I'm not sure how that matters. If Bob is hidden, but lets say not in position to attack, and his party gets bored and bursts though the door, we resolve that based on them bursing through the door. But Bob doesn't get to roll initiative with the rest of the party (in your system) because he wasn't actually waiting for that as his signal to act. As I mentioned above, Bob is just as surprised by this as the NPCs. He can, of course, continue to skulk around in the shadows waiting to attack. And if it's 2 rounds later, who cares? Two rounds later, he's positioned and jumps out from his hiding place and backstabs someone. I'm not sure what the deal is. The biggest problem is that the NPCs are in combat mode, while those hiding are not. So they're likely going to be moving around each round, which can make it difficult to get the drop on them. Then again, I would assume that someone hidding could just ready/hold an action like "I'm going to stab anyone who walks by my hiding spot". Again, I don't know if your game has AoO rules or not, but I'd apply them here (or just say "yeah, you can interrupt their movement and attack cause you've been waiting to do just that"). And then we move on.

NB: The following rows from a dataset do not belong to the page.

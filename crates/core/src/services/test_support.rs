//! Model builders shared by service tests.

use chrono::Utc;
use commentable_db::entities::{
    EntityStatus,
    comment::{self, CommentableType},
    post,
    reaction::{self, ReactionType},
    report::{self, ReportCategory, ReportStatus},
    user::{self, UserRole},
    video,
};
use sea_orm::{MockExecResult, Value};
use std::collections::BTreeMap;

use crate::authorization::Actor;

pub fn create_test_user(id: &str, role: UserRole) -> user::Model {
    user::Model {
        id: id.to_string(),
        username: format!("user_{id}"),
        username_lower: format!("user_{id}"),
        email: format!("{id}@example.com"),
        password_hash: String::new(),
        token: Some(format!("token-{id}")),
        display_name: None,
        avatar_url: None,
        bio: None,
        role,
        status: EntityStatus::Active,
        created_at: Utc::now().into(),
        updated_at: Utc::now().into(),
    }
}

pub fn actor(id: &str, role: UserRole) -> Actor {
    Actor::from_user(&create_test_user(id, role))
}

pub fn create_test_video(id: &str, user_id: &str) -> video::Model {
    video::Model {
        id: id.to_string(),
        user_id: user_id.to_string(),
        title: "Test video".to_string(),
        description: Some("A video".to_string()),
        video_url: "https://cdn.example.com/v.mp4".to_string(),
        thumbnail_url: None,
        duration: 90,
        view_count: 0,
        comment_count: 0,
        status: EntityStatus::Active,
        created_at: Utc::now().into(),
        updated_at: Utc::now().into(),
    }
}

pub fn create_test_post(id: &str, user_id: &str) -> post::Model {
    post::Model {
        id: id.to_string(),
        user_id: user_id.to_string(),
        title: "Test post".to_string(),
        content: "Body".to_string(),
        slug: format!("test-post-{id}"),
        featured_image_url: None,
        published_at: Some(Utc::now().into()),
        view_count: 0,
        comment_count: 0,
        status: EntityStatus::Active,
        created_at: Utc::now().into(),
        updated_at: Utc::now().into(),
    }
}

pub fn create_test_comment(id: &str, user_id: &str, parent: Option<&str>) -> comment::Model {
    comment::Model {
        id: id.to_string(),
        user_id: user_id.to_string(),
        content: "Nice post".to_string(),
        commentable_type: CommentableType::Post,
        commentable_id: "p1".to_string(),
        parent_comment_id: parent.map(str::to_string),
        depth: i32::from(parent.is_some()),
        reply_count: 0,
        reaction_count: 0,
        status: EntityStatus::Active,
        created_at: Utc::now().into(),
        updated_at: Utc::now().into(),
    }
}

pub fn create_test_reaction(
    id: &str,
    user_id: &str,
    comment_id: &str,
    reaction_type: ReactionType,
) -> reaction::Model {
    reaction::Model {
        id: id.to_string(),
        user_id: user_id.to_string(),
        comment_id: comment_id.to_string(),
        reaction_type,
        created_at: Utc::now().into(),
        updated_at: Utc::now().into(),
    }
}

pub fn create_test_report(id: &str, user_id: &str, comment_id: &str) -> report::Model {
    report::Model {
        id: id.to_string(),
        user_id: user_id.to_string(),
        comment_id: comment_id.to_string(),
        category: ReportCategory::Harassment,
        description: None,
        status: ReportStatus::Pending,
        reviewed_by: None,
        reviewed_at: None,
        review_notes: None,
        created_at: Utc::now().into(),
        updated_at: Utc::now().into(),
    }
}

pub const fn exec_ok(rows_affected: u64) -> MockExecResult {
    MockExecResult {
        last_insert_id: 0,
        rows_affected,
    }
}

/// A row as returned by `COUNT(*)` queries.
pub fn count_row(n: i64) -> BTreeMap<&'static str, Value> {
    maplit::btreemap! { "num_items" => Value::BigInt(Some(n)) }
}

I think maybe part of the problem is that you're trying to hard code rules to fit every possible situation. I've found that more broad/general rules, even ones that are "GM decides what makes the most sense", often tend to actually work better.
That's game system specific though. Most games have some kind of significant negative if you are caught unawares. Which I would include (at a minimum) something like "you don't get the total defense bonus against this attack". IIRC, our earlier discssuion about the total defense option was whether you could take that action in preparation for an attack you expect to come in the future (I'm opening a door, and expect a hail of arrows from the enemies on the other side). That's not the same as having an "unseen enemy" attack. If the person is actually using some kind of stealth or invisibility and doing some sort of backstab attack, then yeah, you should not be allowed to defend against that. But if "unseen enemy" just means "wasn't seen until he ran around the corner and attacked, but is otherwise fully visible", then I'd say that the character gets to use their defense against them. The assumption is that you are in combat, aware that you are fighting, aware that there are enemies around, and actively defending against anything that may come up and try to attack you. You are allowed to look in multiple directions during a single round, and be aware of things happening in those multiple directions. So unless the NPC is using some abilities to thwart the normal level of "I'm looking around me and defending against anything that attacks", then I'm not sure why they wouldn't get the defensive bonus.
Again. I think you are being far too literal with your rules interpretations. You always have to allow for common sense.
Again. I'm not present in the room when these "obscure hypotheticals" are brought up. But there is such a thing as "reductio ad absurdum". A player may be presenting a clear hypothetical case, not because that's the exact case at hand, but to illustrate that the methodology you are using to make a ruling doesn't make sense when taken to a logical extreme. Responding to that with "but that's not what's happening, so it doesn't matter" somewhat misses the point. The point is to argue that your rules don't work well, and to illustrate that (as I did) by taking a clear case where the exact faliure in question applies without any ambuguity. The actual case at hand may be much more nuanced, but from your players perspective may still fall into a "this doesn't make sense" or "this doesn't seem fair" category.
I can't say for sure that is happening, but I also wouldn't just dismiss their concerns out of hand either.